**YOUR OBJECTIVE:** Return every line of the entries that includes the word "self".

Saved entries:
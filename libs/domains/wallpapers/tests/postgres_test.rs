//! Postgres repository tests
//!
//! These run against a real PostgreSQL container (testcontainers) with the
//! workspace migrations applied, and cover the SQL behind filtering,
//! adjacency, tag resolution and the two-store create/delete.

use std::sync::Arc;

use async_trait::async_trait;
use domain_wallpapers::models::NewWallpaper;
use domain_wallpapers::vector::FEATURE_DIMENSION;
use domain_wallpapers::*;
use test_utils::vectors::tilted;
use test_utils::{TestDataBuilder, TestDatabase};

struct FixedExtractor(Vec<f32>);

#[async_trait]
impl FeatureExtractor for FixedExtractor {
    async fn extract(&self, _image_path: &str) -> WallpaperResult<Vec<f32>> {
        Ok(self.0.clone())
    }
}

async fn seed(
    repo: &PgWallpaperRepository,
    builder: &TestDataBuilder,
    title: &str,
    category: &str,
    tags: &[&str],
) -> Wallpaper {
    let category = repo.get_or_create_category(category).await.unwrap();
    let names: Vec<String> = tags.iter().map(|t| t.to_string()).collect();
    let tags = repo.get_or_create_tags(&names).await.unwrap();
    repo.insert(NewWallpaper {
        title: title.to_string(),
        description: String::new(),
        image_url: builder.image_url(title),
        thumbnail_url: String::new(),
        medium_url: None,
        category_id: category.id,
        feature_id: 0,
        tag_ids: tags.iter().map(|t| t.id).collect(),
    })
    .await
    .unwrap()
}

fn titles(wallpapers: &[Wallpaper]) -> Vec<&str> {
    wallpapers.iter().map(|w| w.title.as_str()).collect()
}

#[tokio::test]
async fn test_tag_filter_is_and() {
    let db = TestDatabase::new().await;
    let repo = PgWallpaperRepository::new(db.connection());
    let builder = TestDataBuilder::from_test_name("tag_filter_is_and");

    seed(&repo, &builder, "abc", "nature", &["A", "B", "C"]).await;
    seed(&repo, &builder, "ab", "nature", &["A", "B"]).await;
    seed(&repo, &builder, "ad", "nature", &["A", "D"]).await;

    let page = repo
        .list(&WallpaperFilter {
            tags: vec!["A".into(), "B".into()],
            ..Default::default()
        })
        .await
        .unwrap();
    assert_eq!(page.total, 2);
    assert_eq!(titles(&page.wallpapers), vec!["ab", "abc"]);

    let page = repo
        .list(&WallpaperFilter {
            tags: vec!["A".into(), "D".into(), "A".into()],
            ..Default::default()
        })
        .await
        .unwrap();
    assert_eq!(titles(&page.wallpapers), vec!["ad"]);

    let page = repo.list(&WallpaperFilter::default()).await.unwrap();
    assert_eq!(page.total, 3);
}

#[tokio::test]
async fn test_search_and_category_filters() {
    let db = TestDatabase::new().await;
    let repo = PgWallpaperRepository::new(db.connection());
    let builder = TestDataBuilder::from_test_name("search_and_category");

    seed(&repo, &builder, "nebula", "Space", &["stars"]).await;
    seed(&repo, &builder, "forest", "nature", &["green_trees"]).await;
    seed(&repo, &builder, "galaxy", "space-art", &["100%"]).await;

    let search = |term: &str| WallpaperFilter {
        search: Some(term.to_string()),
        ..Default::default()
    };

    let page = repo.list(&search("SPACE")).await.unwrap();
    assert_eq!(titles(&page.wallpapers), vec!["galaxy", "nebula"]);

    let page = repo.list(&search("star")).await.unwrap();
    assert_eq!(titles(&page.wallpapers), vec!["nebula"]);

    // wildcard characters are matched literally
    let page = repo.list(&search("_")).await.unwrap();
    assert_eq!(titles(&page.wallpapers), vec!["forest"]);
    let page = repo.list(&search("%")).await.unwrap();
    assert_eq!(titles(&page.wallpapers), vec!["galaxy"]);

    let page = repo
        .list(&WallpaperFilter {
            category: Some("Space".into()),
            ..Default::default()
        })
        .await
        .unwrap();
    assert_eq!(titles(&page.wallpapers), vec!["nebula"]);
}

#[tokio::test]
async fn test_pagination_union_is_complete() {
    let db = TestDatabase::new().await;
    let repo = PgWallpaperRepository::new(db.connection());
    let builder = TestDataBuilder::from_test_name("pagination");

    for i in 0..5 {
        seed(&repo, &builder, &format!("w{}", i), "nature", &[]).await;
    }

    let mut seen = Vec::new();
    for offset in [0, 2, 4] {
        let page = repo
            .list(&WallpaperFilter {
                limit: 2,
                offset,
                ..Default::default()
            })
            .await
            .unwrap();
        assert_eq!(page.total, 5);
        seen.extend(page.wallpapers.into_iter().map(|w| w.id));
    }

    let mut expected = seen.clone();
    expected.sort_by(|a, b| b.cmp(a));
    assert_eq!(seen, expected);
    assert_eq!(seen.len(), 5);
}

#[tokio::test]
async fn test_adjacent_by_id_with_gaps() {
    let db = TestDatabase::new().await;
    let repo = PgWallpaperRepository::new(db.connection());
    let builder = TestDataBuilder::from_test_name("adjacent");

    let mut ids = Vec::new();
    for i in 0..4 {
        ids.push(seed(&repo, &builder, &format!("w{}", i), "nature", &[]).await.id);
    }
    let (first, second, third, last) = (ids[0], ids[1], ids[2], ids[3]);

    // remove the third so ids have a gap, like [1, 2, 3, 5]
    repo.begin_delete(third).await.unwrap().commit().await.unwrap();

    let adjacent = |current_id| AdjacentFilter {
        current_id,
        category: None,
        search: None,
    };

    let next = repo
        .find_adjacent(&adjacent(last), Direction::Next)
        .await
        .unwrap()
        .unwrap();
    assert_eq!(next.id, second);

    let previous = repo
        .find_adjacent(&adjacent(second), Direction::Previous)
        .await
        .unwrap()
        .unwrap();
    assert_eq!(previous.id, last);

    assert!(repo
        .find_adjacent(&adjacent(first), Direction::Next)
        .await
        .unwrap()
        .is_none());
    assert!(repo
        .find_adjacent(&adjacent(last), Direction::Previous)
        .await
        .unwrap()
        .is_none());
    assert!(matches!(
        repo.find_adjacent(&adjacent(third), Direction::Next).await,
        Err(WallpaperError::NotFound(_))
    ));
}

#[tokio::test]
async fn test_get_or_create_tags_is_idempotent() {
    let db = TestDatabase::new().await;
    let repo = PgWallpaperRepository::new(db.connection());

    let names = vec!["sky".to_string(), "night".to_string(), " sky ".to_string()];
    let first = repo.get_or_create_tags(&names).await.unwrap();
    let second = repo.get_or_create_tags(&names).await.unwrap();

    assert_eq!(
        first.iter().map(|t| t.name.as_str()).collect::<Vec<_>>(),
        vec!["sky", "night"]
    );
    assert_eq!(
        first.iter().map(|t| t.id).collect::<Vec<_>>(),
        second.iter().map(|t| t.id).collect::<Vec<_>>()
    );
    assert_eq!(db.count_rows("tags").await, 2);

    let a = repo.get_or_create_category("nature").await.unwrap();
    let b = repo.get_or_create_category("nature").await.unwrap();
    assert_eq!(a.id, b.id);
}

#[tokio::test]
async fn test_insert_links_repeated_tag_once() {
    let db = TestDatabase::new().await;
    let repo = PgWallpaperRepository::new(db.connection());
    let builder = TestDataBuilder::from_test_name("repeated_tag_ids");

    let category = repo.get_or_create_category("nature").await.unwrap();
    let tags = repo
        .get_or_create_tags(&["sky".to_string(), "sea".to_string()])
        .await
        .unwrap();

    let wallpaper = repo
        .insert(NewWallpaper {
            title: "coast".to_string(),
            description: String::new(),
            image_url: builder.image_url("coast"),
            thumbnail_url: String::new(),
            medium_url: None,
            category_id: category.id,
            feature_id: 0,
            tag_ids: vec![tags[0].id, tags[1].id, tags[0].id],
        })
        .await
        .unwrap();

    let names: Vec<&str> = wallpaper.tags.iter().map(|t| t.name.as_str()).collect();
    assert_eq!(names, vec!["sea", "sky"]);
}

#[tokio::test]
async fn test_concurrent_tag_creation_converges() {
    let db = TestDatabase::new().await;
    let repo = Arc::new(PgWallpaperRepository::new(db.connection()));
    let names = vec!["shared".to_string(), "other".to_string()];

    let handles: Vec<_> = (0..8)
        .map(|_| {
            let repo = repo.clone();
            let names = names.clone();
            tokio::spawn(async move { repo.get_or_create_tags(&names).await })
        })
        .collect();

    let mut ids = Vec::new();
    for handle in handles {
        let tags = handle.await.unwrap().unwrap();
        ids.push(tags.iter().map(|t| t.id).collect::<Vec<_>>());
    }

    assert!(ids.windows(2).all(|w| w[0] == w[1]));
    assert_eq!(db.count_rows("tags").await, 2);
}

#[tokio::test]
async fn test_delete_cascades_tag_links() {
    let db = TestDatabase::new().await;
    let repo = PgWallpaperRepository::new(db.connection());
    let builder = TestDataBuilder::from_test_name("delete_cascade");

    let wallpaper = seed(&repo, &builder, "aurora", "nature", &["sky", "night"]).await;
    assert_eq!(db.count_rows("wallpaper_tags").await, 2);

    let pending = repo.begin_delete(wallpaper.id).await.unwrap();
    assert_eq!(pending.wallpaper().id, wallpaper.id);
    pending.commit().await.unwrap();

    assert_eq!(db.count_rows("wallpaper_tags").await, 0);
    assert_eq!(db.count_rows("tags").await, 2);
    assert!(repo.get_by_id(wallpaper.id).await.unwrap().is_none());
}

#[tokio::test]
async fn test_rolled_back_delete_restores_row() {
    let db = TestDatabase::new().await;
    let repo = PgWallpaperRepository::new(db.connection());
    let builder = TestDataBuilder::from_test_name("delete_rollback");

    let wallpaper = seed(&repo, &builder, "aurora", "nature", &["sky"]).await;

    repo.begin_delete(wallpaper.id)
        .await
        .unwrap()
        .rollback()
        .await
        .unwrap();

    let restored = repo.get_by_id(wallpaper.id).await.unwrap().unwrap();
    assert_eq!(restored.tags.len(), 1);
    assert_eq!(restored.category.unwrap().name, "nature");
}

#[tokio::test]
async fn test_lifecycle_and_similarity_over_postgres() {
    let db = TestDatabase::new().await;
    let repo = Arc::new(PgWallpaperRepository::new(db.connection()));
    let features = Arc::new(InMemoryFeatureStore::new());

    let service = WallpaperService::new(repo.clone(), repo.clone(), features.clone());
    let create = |tilt: f32| {
        WallpaperLifecycle::new(
            repo.clone(),
            repo.clone(),
            features.clone(),
            Arc::new(FixedExtractor(tilted(FEATURE_DIMENSION, 0, tilt))),
        )
    };
    let input = |title: &str| CreateWallpaper {
        title: title.to_string(),
        description: String::new(),
        image_url: format!("/images/{}.jpg", title),
        thumbnail_url: String::new(),
        medium_url: None,
        category: "nature".into(),
        tags: vec!["sky".into()],
    };

    let query = create(0.0).create(input("query")).await.unwrap();
    let far = create(0.8).create(input("far")).await.unwrap();
    let near = create(0.1).create(input("near")).await.unwrap();

    let similar = service.similar(query.id, 10).await.unwrap();
    assert_eq!(
        similar.iter().map(|w| w.id).collect::<Vec<_>>(),
        vec![near.id, far.id]
    );

    create(0.0).delete(near.id).await.unwrap();
    assert!(!features.contains(near.feature_id).await);

    let similar = service.similar(query.id, 10).await.unwrap();
    assert_eq!(similar.iter().map(|w| w.id).collect::<Vec<_>>(), vec![far.id]);
}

**WRITTEN REPLY:**
    async fn extract(&self, _image_path: &str) -> WallpaperResult<Vec<f32>> {
        Ok(self.0.clone())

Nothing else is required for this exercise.